Twas the day before Groundhog
and up and down the block
I was going for a run
not just a walk
I met a neighbor, which is where the poetry stops. We were conspicuously avoiding the topic of politics, since I know how red he tends to lean. Instead we talked briefly of the Denver Broncos' disappointing season because it was a shared bond.
Then he asked me if I was ready for the rain. For the past week or so, local forecasters had been predicting torrential storms that would cause flooding, power outages, and maybe even insurrection. Okay, maybe not that last part, but we were being prepared for a deluge. And I suppose, by comparison, that is what we got. This winter has been pretty dry, and so the advent of any precipitation was worth celebrating. Or fearing. I told my neighbor, with a roll of my eyes, that I was sure that we would welcome the moisture because that is the refrain my mother taught me. I did let on that I was not expecting a monsoon.
That's when my neighbor dropped some knowledge on my noggin. He said that he had studied meteorology in anticipation of a pilot's license, and let me know just how difficult it is to forecast the weather on the left coast, especially the Bay Area. Fronts don't organize as neatly over the vast Pacific Ocean the way they do as they make their way across the continental United States. This is when I was struck by a pair of feelings: One, a newfound respect for my neighbor and his teachings. Two, a sense of forgiveness for all the times I had sneered at meteorologists or those folks who wave at a green screen on television in attempt to explain what might happen in tomorrow's skies. They were doing science. Some more than others to be sure, but they were attempting to understand the heavens and explain it to us here on earth. Pretty lofty. Plenty of hubris there.

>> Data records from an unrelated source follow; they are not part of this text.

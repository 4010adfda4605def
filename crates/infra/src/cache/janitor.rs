//! Periodic cache eviction.

use std::sync::Arc;
use std::time::Duration;

use chrono::Utc;
use tracing::{debug, info};

use super::{CacheError, EvictionReport, ResultCache};
use crate::workers::{PeriodicRunner, WorkerHandle};

#[derive(Debug, Clone)]
pub struct CacheJanitorConfig {
    pub interval: Duration,
}

impl Default for CacheJanitorConfig {
    fn default() -> Self {
        Self {
            interval: Duration::from_secs(300),
        }
    }
}

/// Runs [`ResultCache::evict`] on a schedule.
pub struct CacheJanitor {
    cache: Arc<dyn ResultCache>,
    config: CacheJanitorConfig,
}

impl CacheJanitor {
    pub fn new(cache: Arc<dyn ResultCache>, config: CacheJanitorConfig) -> Self {
        Self { cache, config }
    }

    pub fn run_once(&self) -> Result<EvictionReport, CacheError> {
        let report = self.cache.evict(Utc::now())?;
        if report.removed() > 0 {
            info!(
                expired = report.expired,
                over_capacity = report.over_capacity,
                remaining_entries = report.remaining_entries,
                remaining_bytes = report.remaining_bytes,
                "cache eviction pass"
            );
        } else {
            debug!(remaining_entries = report.remaining_entries, "cache eviction pass: nothing to do");
        }
        Ok(report)
    }

    pub fn spawn(self) -> std::io::Result<WorkerHandle> {
        let runner = PeriodicRunner::every(self.config.interval);
        runner.spawn("cache-janitor", move || self.run_once().map(|_| ()))
    }
}

#[cfg(test)]
mod tests {
    use super::*;
    use bulklabel_core::{Fingerprint, ResultRef};

    use crate::cache::{CacheConfig, InMemoryResultCache};

    #[test]
    fn run_once_evicts_expired_entries() {
        let cache = InMemoryResultCache::arc(CacheConfig::default().with_ttl(Duration::from_secs(1)));
        let past = Utc::now() - chrono::Duration::seconds(10);
        cache
            .put(&Fingerprint::from_hex("ab".repeat(32)), ResultRef::new(), 5, past)
            .unwrap();

        let janitor = CacheJanitor::new(cache.clone(), CacheJanitorConfig::default());
        let report = janitor.run_once().unwrap();
        assert_eq!(report.expired, 1);
        assert_eq!(cache.stats().unwrap().entries, 0);
    }
}
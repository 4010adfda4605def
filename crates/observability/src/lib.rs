//! Process-wide tracing/logging setup shared by the binaries.

/// Initialize process-wide observability (tracing/logging).
///
/// This is safe to call multiple times; subsequent calls become no-ops.
pub fn init() {
    tracing::init();
}

/// Tracing configuration (filters, output format).
pub mod tracing;

pub use tracing::LogFormat;
//! Per-item labels and the aggregated analysis result.

use std::collections::BTreeMap;

use serde::{Deserialize, Serialize};

/// One classified content item.
#[derive(Debug, Clone, PartialEq, Serialize, Deserialize)]
pub struct ItemLabel {
    pub item_id: String,
    pub label: String,
    pub confidence: f64,
}

impl ItemLabel {
    pub fn new(item_id: impl Into<String>, label: impl Into<String>, confidence: f64) -> Self {
        Self {
            item_id: item_id.into(),
            label: label.into(),
            confidence,
        }
    }
}

/// Aggregate figures for a completed job.
#[derive(Debug, Clone, Default, PartialEq, Serialize, Deserialize)]
pub struct AnalysisSummary {
    pub total_items: u64,
    pub counts_per_label: BTreeMap<String, u64>,
    pub average_confidence: f64,
    pub average_confidence_per_label: BTreeMap<String, f64>,
}

/// Result payload: every item label in classification order plus a summary.
#[derive(Debug, Clone, Default, PartialEq, Serialize, Deserialize)]
pub struct AnalysisResult {
    pub items: Vec<ItemLabel>,
    pub summary: AnalysisSummary,
}

impl AnalysisResult {
    pub fn from_items(items: Vec<ItemLabel>) -> Self {
        let summary = AnalysisSummary::from_items(&items);
        Self { items, summary }
    }

    /// Approximate stored size in bytes (serialized JSON length).
    pub fn size_estimate(&self) -> u64 {
        serde_json::to_vec(self).map(|v| v.len() as u64).unwrap_or(0)
    }
}

impl AnalysisSummary {
    pub fn from_items(items: &[ItemLabel]) -> Self {
        if items.is_empty() {
            return Self::default();
        }

        let mut counts: BTreeMap<String, u64> = BTreeMap::new();
        let mut sums: BTreeMap<String, f64> = BTreeMap::new();
        let mut total_confidence = 0.0;

        for item in items {
            *counts.entry(item.label.clone()).or_default() += 1;
            *sums.entry(item.label.clone()).or_default() += item.confidence;
            total_confidence += item.confidence;
        }

        let average_confidence_per_label = sums
            .into_iter()
            .map(|(label, sum)| {
                let n = counts.get(&label).copied().unwrap_or(1) as f64;
                (label, sum / n)
            })
            .collect();

        Self {
            total_items: items.len() as u64,
            counts_per_label: counts,
            average_confidence: total_confidence / items.len() as f64,
            average_confidence_per_label,
        }
    }
}
//! Domain error model.

use thiserror::Error;

/// Result type used across the domain layer.
pub type DomainResult<T> = Result<T, DomainError>;

/// Domain-level error.
///
/// Keep this focused on deterministic failures (validation, quota, invariants).
/// Infrastructure concerns belong elsewhere.
#[derive(Debug, Error, Clone, PartialEq, Eq)]
pub enum DomainError {
    /// A value failed validation (e.g. malformed params).
    #[error("validation failed: {0}")]
    Validation(String),

    /// A request exceeded a configured ceiling.
    #[error("quota exceeded: {0}")]
    QuotaExceeded(String),

    /// A domain invariant was violated (e.g. an illegal status transition).
    #[error("invariant violated: {0}")]
    InvariantViolation(String),

    /// An identifier was invalid (e.g. parse failure).
    #[error("invalid identifier: {0}")]
    InvalidId(String),
}

impl DomainError {
    pub fn validation(msg: impl Into<String>) -> Self {
        Self::Validation(msg.into())
    }

    pub fn quota(msg: impl Into<String>) -> Self {
        Self::QuotaExceeded(msg.into())
    }

    pub fn invariant(msg: impl Into<String>) -> Self {
        Self::InvariantViolation(msg.into())
    }

    pub fn invalid_id(msg: impl Into<String>) -> Self {
        Self::InvalidId(msg.into())
    }
}
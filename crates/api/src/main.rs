use std::sync::Arc;

use anyhow::Context;

use bulklabel_api::app::services::{AppServices, Background, BackgroundOptions, Backends, Collaborators};
use bulklabel_infra::config::Settings;

#[tokio::main]
async fn main() -> anyhow::Result<()> {
    bulklabel_observability::init();

    let settings = Settings::from_env().context("invalid configuration")?;
    let backends = Backends::connect(&settings).await?;
    let services = Arc::new(AppServices::new(&backends, settings.dispatcher.clone()));

    // Blocking HTTP clients and worker threads are set up off the async executor.
    let background = {
        let settings = settings.clone();
        let backends = backends.clone();
        tokio::task::spawn_blocking(move || {
            let collaborators = if settings.workers > 0 {
                Some(Collaborators::from_settings(&settings)?)
            } else {
                None
            };
            Background::start(
                &settings,
                &backends,
                collaborators.as_ref(),
                BackgroundOptions {
                    workers: settings.workers,
                    reaper: true,
                    janitor: true,
                },
            )
        })
        .await
        .context("background startup panicked")??
    };

    let app = bulklabel_api::app::build_app(services);
    let listener = tokio::net::TcpListener::bind(settings.bind_addr)
        .await
        .with_context(|| format!("failed to bind {}", settings.bind_addr))?;

    tracing::info!(addr = %listener.local_addr()?, "listening");

    axum::serve(listener, app)
        .with_graceful_shutdown(shutdown_signal())
        .await
        .context("server error")?;

    tokio::task::spawn_blocking(move || background.shutdown())
        .await
        .context("background shutdown panicked")?;
    Ok(())
}

async fn shutdown_signal() {
    if let Err(e) = tokio::signal::ctrl_c().await {
        tracing::error!(error = %e, "failed to listen for shutdown signal");
        std::future::pending::<()>().await;
    }
    tracing::info!("shutdown requested");
}
use std::sync::Arc;

use axum::http::StatusCode;
use axum::routing::get;
use axum::Router;

use crate::app::errors;
use crate::app::services::AppServices;

pub mod jobs;
pub mod system;

/// Router for the job endpoints.
pub fn router() -> Router {
    Router::new()
        .route("/stats", get(system::stats))
        .nest("/jobs", jobs::router())
}

/// Run a synchronous service call off the async executor.
pub(crate) async fn blocking<T, F>(
    services: &Arc<AppServices>,
    f: F,
) -> Result<T, axum::response::Response>
where
    F: FnOnce(&AppServices) -> T + Send + 'static,
    T: Send + 'static,
{
    let services = services.clone();
    tokio::task::spawn_blocking(move || f(&services))
        .await
        .map_err(|e| {
            tracing::error!(error = %e, "blocking task failed");
            errors::json_error(StatusCode::INTERNAL_SERVER_ERROR, "internal_error", "internal error")
        })
}
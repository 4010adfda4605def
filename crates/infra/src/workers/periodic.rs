use std::sync::mpsc;
use std::thread;
use std::time::{Duration, Instant};

use tracing::{debug, info, warn};

/// Handle to control and join a background thread.
#[derive(Debug)]
pub struct WorkerHandle {
    name: String,
    shutdown: mpsc::Sender<()>,
    join: Option<thread::JoinHandle<()>>,
}

impl WorkerHandle {
    pub(crate) fn new(name: String, shutdown: mpsc::Sender<()>, join: thread::JoinHandle<()>) -> Self {
        Self {
            name,
            shutdown,
            join: Some(join),
        }
    }

    pub fn name(&self) -> &str {
        &self.name
    }

    pub fn is_finished(&self) -> bool {
        self.join.as_ref().is_none_or(|j| j.is_finished())
    }

    /// Request graceful shutdown and wait for the thread to stop.
    pub fn shutdown(mut self) {
        let _ = self.shutdown.send(());
        if let Some(j) = self.join.take() {
            let _ = j.join();
        }
    }
}

/// Spawn a named thread running `body(shutdown_rx)`.
pub(crate) fn spawn_named<F>(name: &str, body: F) -> std::io::Result<WorkerHandle>
where
    F: FnOnce(mpsc::Receiver<()>) + Send + 'static,
{
    let (shutdown_tx, shutdown_rx) = mpsc::channel::<()>();
    let join = thread::Builder::new()
        .name(name.to_string())
        .spawn(move || body(shutdown_rx))?;
    Ok(WorkerHandle::new(name.to_string(), shutdown_tx, join))
}

/// Sleep for `dur` unless shutdown is requested first. Returns `true` on shutdown.
pub(crate) fn sleep_or_shutdown(shutdown_rx: &mpsc::Receiver<()>, dur: Duration) -> bool {
    match shutdown_rx.recv_timeout(dur) {
        Ok(()) | Err(mpsc::RecvTimeoutError::Disconnected) => true,
        Err(mpsc::RecvTimeoutError::Timeout) => false,
    }
}

/// Runs a task on a fixed cadence.
///
/// - Schedule: first run immediately, then every `interval`
/// - Failures: logged and retried with bounded exponential backoff; never propagate
#[derive(Debug, Clone)]
pub struct PeriodicRunner {
    pub interval: Duration,
    pub max_retries: u32,
    pub base_backoff: Duration,
}

impl Default for PeriodicRunner {
    fn default() -> Self {
        Self {
            interval: Duration::from_secs(30),
            max_retries: 5,
            base_backoff: Duration::from_millis(250),
        }
    }
}

impl PeriodicRunner {
    pub fn every(interval: Duration) -> Self {
        Self {
            interval,
            ..Default::default()
        }
    }

    pub fn spawn<T, E>(&self, name: &str, mut task: T) -> std::io::Result<WorkerHandle>
    where
        T: FnMut() -> Result<(), E> + Send + 'static,
        E: core::fmt::Display,
    {
        let cfg = self.clone();
        let runner = name.to_string();
        spawn_named(name, move |shutdown_rx| {
            info!(runner = %runner, interval_ms = cfg.interval.as_millis() as u64, "periodic runner started");

            let mut next_tick = Instant::now();
            let mut failures: u32 = 0;

            loop {
                let wait = next_tick.saturating_duration_since(Instant::now());
                if sleep_or_shutdown(&shutdown_rx, wait) {
                    break;
                }

                match task() {
                    Ok(()) => {
                        failures = 0;
                        next_tick = advance(next_tick, cfg.interval);
                    }
                    Err(e) => {
                        failures += 1;
                        warn!(runner = %runner, error = %e, failures, "periodic task failed");
                        if failures <= cfg.max_retries {
                            next_tick = Instant::now() + backoff(cfg.base_backoff, failures);
                        } else {
                            debug!(runner = %runner, "retry budget exhausted; waiting for next tick");
                            failures = 0;
                            next_tick = advance(next_tick, cfg.interval);
                        }
                    }
                }
            }

            info!(runner = %runner, "periodic runner stopped");
        })
    }
}

/// Keep a stable cadence even if we were delayed.
fn advance(mut next_tick: Instant, interval: Duration) -> Instant {
    let now = Instant::now();
    let interval = interval.max(Duration::from_millis(1));
    while next_tick <= now {
        next_tick += interval;
    }
    next_tick
}

fn backoff(base: Duration, attempt: u32) -> Duration {
    // Exponential backoff: base * 2^(attempt-1), capped.
    let pow = 1u32 << attempt.saturating_sub(1).min(10);
    let ms = base.as_millis().saturating_mul(pow as u128);
    Duration::from_millis(ms.min(10_000) as u64)
}

#[cfg(test)]
mod tests {
    use super::*;
    use std::sync::atomic::{AtomicU32, Ordering};
    use std::sync::Arc;

    #[test]
    fn backoff_is_bounded() {
        let base = Duration::from_millis(250);
        assert_eq!(backoff(base, 1), Duration::from_millis(250));
        assert_eq!(backoff(base, 3), Duration::from_millis(1000));
        assert_eq!(backoff(base, 30), Duration::from_millis(10_000));
    }

    #[test]
    fn runs_repeatedly_until_shutdown() {
        let runs = Arc::new(AtomicU32::new(0));
        let counter = runs.clone();
        let handle = PeriodicRunner::every(Duration::from_millis(10))
            .spawn("test-periodic", move || {
                counter.fetch_add(1, Ordering::SeqCst);
                Ok::<(), String>(())
            })
            .unwrap();

        thread::sleep(Duration::from_millis(100));
        handle.shutdown();
        assert!(runs.load(Ordering::SeqCst) >= 2);
    }

    #[test]
    fn failing_task_keeps_running() {
        let runs = Arc::new(AtomicU32::new(0));
        let counter = runs.clone();
        let runner = PeriodicRunner {
            interval: Duration::from_millis(10),
            max_retries: 2,
            base_backoff: Duration::from_millis(1),
        };
        let handle = runner
            .spawn("test-failing", move || {
                counter.fetch_add(1, Ordering::SeqCst);
                Err::<(), _>("boom")
            })
            .unwrap();

        thread::sleep(Duration::from_millis(100));
        assert!(!handle.is_finished());
        handle.shutdown();
        assert!(runs.load(Ordering::SeqCst) >= 3);
    }
}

Which brings me back to the rodent from that first stanza. For hundreds of years, going all the way back to the Old Country, folks have been gathering around a hole in the ground to see if the aforementioned rodent (groundhog here, badger elsewhere, marmots even) would emerge and somehow discern that what he saw on the ground was his shadow or the coming of another six weeks of winter. So in love with this tradition, we created a holiday around it. Because when it comes to predicting the weather, you're probably just as well off with a tiny mammal than a big-brained one with advanced degrees. Look outside your own hole in the morning. Is it raining? Put on a jacket.